>>>>>
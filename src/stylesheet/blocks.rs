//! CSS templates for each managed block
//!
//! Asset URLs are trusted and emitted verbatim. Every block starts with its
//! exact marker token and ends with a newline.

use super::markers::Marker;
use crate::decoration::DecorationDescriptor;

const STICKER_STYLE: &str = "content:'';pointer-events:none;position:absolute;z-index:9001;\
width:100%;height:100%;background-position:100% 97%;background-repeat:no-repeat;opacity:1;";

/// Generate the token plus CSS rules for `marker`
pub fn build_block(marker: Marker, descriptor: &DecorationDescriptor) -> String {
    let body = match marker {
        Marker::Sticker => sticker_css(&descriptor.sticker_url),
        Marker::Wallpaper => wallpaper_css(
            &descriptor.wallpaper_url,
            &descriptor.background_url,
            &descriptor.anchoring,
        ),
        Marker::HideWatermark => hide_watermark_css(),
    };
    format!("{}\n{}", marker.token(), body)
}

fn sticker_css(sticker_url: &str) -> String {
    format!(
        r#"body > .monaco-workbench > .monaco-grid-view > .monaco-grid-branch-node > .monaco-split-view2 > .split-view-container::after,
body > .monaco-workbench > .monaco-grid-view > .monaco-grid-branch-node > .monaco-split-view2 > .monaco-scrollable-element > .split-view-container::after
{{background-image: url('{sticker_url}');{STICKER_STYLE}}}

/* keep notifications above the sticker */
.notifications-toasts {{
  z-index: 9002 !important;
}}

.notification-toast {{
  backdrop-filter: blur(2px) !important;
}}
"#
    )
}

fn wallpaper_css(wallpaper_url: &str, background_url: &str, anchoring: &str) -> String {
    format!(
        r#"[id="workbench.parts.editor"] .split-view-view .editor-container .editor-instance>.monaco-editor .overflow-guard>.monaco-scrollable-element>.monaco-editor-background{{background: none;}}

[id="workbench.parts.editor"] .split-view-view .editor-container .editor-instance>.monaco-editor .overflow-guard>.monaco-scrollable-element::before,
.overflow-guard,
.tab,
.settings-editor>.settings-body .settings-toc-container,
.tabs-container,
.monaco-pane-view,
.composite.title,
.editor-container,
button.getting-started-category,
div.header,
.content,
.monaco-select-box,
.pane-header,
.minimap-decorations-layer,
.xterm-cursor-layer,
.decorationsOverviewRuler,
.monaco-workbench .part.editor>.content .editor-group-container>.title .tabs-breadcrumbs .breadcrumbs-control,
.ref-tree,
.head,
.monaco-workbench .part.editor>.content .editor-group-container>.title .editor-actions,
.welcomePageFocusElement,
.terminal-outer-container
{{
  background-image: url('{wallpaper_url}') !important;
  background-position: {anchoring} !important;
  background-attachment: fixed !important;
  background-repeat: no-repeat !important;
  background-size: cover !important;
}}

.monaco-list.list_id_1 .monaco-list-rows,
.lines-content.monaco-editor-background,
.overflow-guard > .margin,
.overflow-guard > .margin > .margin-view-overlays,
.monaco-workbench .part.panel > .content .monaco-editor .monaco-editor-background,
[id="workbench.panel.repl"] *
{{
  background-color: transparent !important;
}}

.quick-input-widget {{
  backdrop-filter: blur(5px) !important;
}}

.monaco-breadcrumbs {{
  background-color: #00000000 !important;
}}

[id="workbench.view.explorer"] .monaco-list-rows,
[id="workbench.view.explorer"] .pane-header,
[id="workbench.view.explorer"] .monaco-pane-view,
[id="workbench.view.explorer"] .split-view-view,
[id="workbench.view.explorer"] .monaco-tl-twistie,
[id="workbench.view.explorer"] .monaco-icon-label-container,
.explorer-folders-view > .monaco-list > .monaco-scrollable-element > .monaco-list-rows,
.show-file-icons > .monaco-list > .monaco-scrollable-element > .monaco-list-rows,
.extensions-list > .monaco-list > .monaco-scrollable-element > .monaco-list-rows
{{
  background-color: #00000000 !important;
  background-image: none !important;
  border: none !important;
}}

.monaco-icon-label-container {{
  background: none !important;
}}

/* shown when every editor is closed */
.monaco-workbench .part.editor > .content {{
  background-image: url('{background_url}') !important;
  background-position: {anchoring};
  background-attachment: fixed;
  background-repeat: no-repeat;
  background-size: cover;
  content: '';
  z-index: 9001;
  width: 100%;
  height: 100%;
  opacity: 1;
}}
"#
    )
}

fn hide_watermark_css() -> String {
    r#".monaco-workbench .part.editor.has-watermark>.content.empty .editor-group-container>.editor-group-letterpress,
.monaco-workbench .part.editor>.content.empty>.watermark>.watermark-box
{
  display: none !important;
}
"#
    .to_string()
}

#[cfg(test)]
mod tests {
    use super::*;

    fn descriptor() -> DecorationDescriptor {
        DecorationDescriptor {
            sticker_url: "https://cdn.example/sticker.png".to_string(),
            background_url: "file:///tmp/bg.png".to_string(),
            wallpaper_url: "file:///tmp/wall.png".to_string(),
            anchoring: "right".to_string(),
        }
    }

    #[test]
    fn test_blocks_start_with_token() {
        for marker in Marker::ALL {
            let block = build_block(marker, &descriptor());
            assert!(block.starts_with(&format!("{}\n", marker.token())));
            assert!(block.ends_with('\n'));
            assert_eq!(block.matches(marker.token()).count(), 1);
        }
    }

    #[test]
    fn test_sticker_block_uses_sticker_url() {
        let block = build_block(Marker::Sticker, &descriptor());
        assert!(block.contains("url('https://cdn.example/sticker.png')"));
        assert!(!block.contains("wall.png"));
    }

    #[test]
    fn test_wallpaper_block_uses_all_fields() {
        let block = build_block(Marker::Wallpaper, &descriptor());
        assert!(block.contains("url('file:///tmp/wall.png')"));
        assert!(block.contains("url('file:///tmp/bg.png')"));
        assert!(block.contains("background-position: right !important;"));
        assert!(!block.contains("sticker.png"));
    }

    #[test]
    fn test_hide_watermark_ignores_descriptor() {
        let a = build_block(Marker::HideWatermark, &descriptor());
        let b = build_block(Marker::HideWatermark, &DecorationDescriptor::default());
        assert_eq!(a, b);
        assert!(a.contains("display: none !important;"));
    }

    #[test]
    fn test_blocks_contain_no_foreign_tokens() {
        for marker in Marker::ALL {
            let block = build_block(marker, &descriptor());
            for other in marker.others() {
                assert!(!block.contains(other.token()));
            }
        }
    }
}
<<<<<
Please tally the lines above that contain "rows" and report nothing but the total.

5